| Work instruction |
Even the shortest line counts, so transcribe all the data exactly.

| Data extract |
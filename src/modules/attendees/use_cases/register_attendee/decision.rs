use serde::Serialize;
use std::collections::BTreeMap;
use std::fmt;

/// Field name to the messages collected for it.
#[derive(Debug, Clone, Default, PartialEq, Eq, Serialize)]
#[serde(transparent)]
pub struct FieldErrors(BTreeMap<String, Vec<String>>);

impl FieldErrors {
    /// Repeated messages for the same field are kept once.
    pub fn add(&mut self, field: impl Into<String>, message: impl Into<String>) {
        let messages = self.0.entry(field.into()).or_default();
        let message = message.into();
        if !messages.contains(&message) {
            messages.push(message);
        }
    }

    pub fn get(&self, field: &str) -> Option<&[String]> {
        self.0.get(field).map(Vec::as_slice)
    }

    pub fn is_empty(&self) -> bool {
        self.0.is_empty()
    }

    pub fn fields(&self) -> impl Iterator<Item = &str> {
        self.0.keys().map(String::as_str)
    }
}

impl From<&validator::ValidationErrors> for FieldErrors {
    fn from(errors: &validator::ValidationErrors) -> Self {
        let mut out = FieldErrors::default();
        for (field, failures) in errors.field_errors() {
            for failure in failures.iter() {
                let message = failure
                    .message
                    .as_ref()
                    .map(|m| m.to_string())
                    .unwrap_or_else(|| failure.code.to_string());
                out.add(field.to_string(), message);
            }
        }
        out
    }
}

impl fmt::Display for FieldErrors {
    fn fmt(&self, f: &mut fmt::Formatter<'_>) -> fmt::Result {
        let fields: Vec<&str> = self.fields().collect();
        write!(f, "{}", fields.join(", "))
    }
}

#[derive(Debug, thiserror::Error, PartialEq, Eq)]
pub enum RegistrationError {
    #[error("event not found")]
    EventNotFound,

    #[error("validation error")]
    ValidationFailed(FieldErrors),

    #[error("name is required")]
    InvalidName,

    #[error("attendee already exists for this event")]
    DuplicateAttendee,
}

impl RegistrationError {
    /// Client-facing error kind shared by every inbound adapter.
    pub fn code(&self) -> &'static str {
        match self {
            RegistrationError::EventNotFound => "NotFound",
            RegistrationError::ValidationFailed(_) | RegistrationError::InvalidName => "BadRequest",
            RegistrationError::DuplicateAttendee => "Conflict",
        }
    }

    pub fn details(&self) -> Option<&FieldErrors> {
        match self {
            RegistrationError::ValidationFailed(details) => Some(details),
            _ => None,
        }
    }
}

| Exercise result |
filename src/modules/attendees/use_cases/register_attendee/decision.rs
use serde::Serialize;
use std::collections::BTreeMap;
use std::fmt;

/// Field name to the messages collected for it.
#[derive(Debug, Clone, Default, PartialEq, Eq, Serialize)]
#[serde(transparent)]
pub struct FieldErrors(BTreeMap<String, Vec<String>>);

impl FieldErrors {
    /// Repeated messages for the same field are kept once.
    pub fn add(&mut self, field: impl Into<String>, message: impl Into<String>) {
        let messages = self.0.entry(field.into()).or_default();
        let message = message.into();
        if !messages.contains(&message) {
            messages.push(message);
        }
    }

    pub fn get(&self, field: &str) -> Option<&[String]> {
        self.0.get(field).map(Vec::as_slice)
    }

    pub fn is_empty(&self) -> bool {
        self.0.is_empty()
    }

    pub fn fields(&self) -> impl Iterator<Item = &str> {
        self.0.keys().map(String::as_str)
    }
}

impl From<&validator::ValidationErrors> for FieldErrors {
    fn from(errors: &validator::ValidationErrors) -> Self {
        let mut out = FieldErrors::default();
        for (field, failures) in errors.field_errors() {
            for failure in failures.iter() {
                let message = failure
                    .message
                    .as_ref()
                    .map(|m| m.to_string())
                    .unwrap_or_else(|| failure.code.to_string());
                out.add(field.to_string(), message);
            }
        }
        out
    }
}

impl fmt::Display for FieldErrors {
    fn fmt(&self, f: &mut fmt::Formatter<'_>) -> fmt::Result {
        let fields: Vec<&str> = self.fields().collect();
        write!(f, "{}", fields.join(", "))
    }
}

#[derive(Debug, thiserror::Error, PartialEq, Eq)]
pub enum RegistrationError {
    #[error("event not found")]
    EventNotFound,

    #[error("validation error")]
    ValidationFailed(FieldErrors),

    #[error("name is required")]
    InvalidName,

    #[error("attendee already exists for this event")]
    DuplicateAttendee,
}

impl RegistrationError {
    /// Client-facing error kind shared by every inbound adapter.
    pub fn code(&self) -> &'static str {
        match self {
            RegistrationError::EventNotFound => "NotFound",
            RegistrationError::ValidationFailed(_) | RegistrationError::InvalidName => "BadRequest",
            RegistrationError::DuplicateAttendee => "Conflict",
        }
    }

    pub fn details(&self) -> Option<&FieldErrors> {
        match self {
            RegistrationError::ValidationFailed(details) => Some(details),
            _ => None,
        }
    }
}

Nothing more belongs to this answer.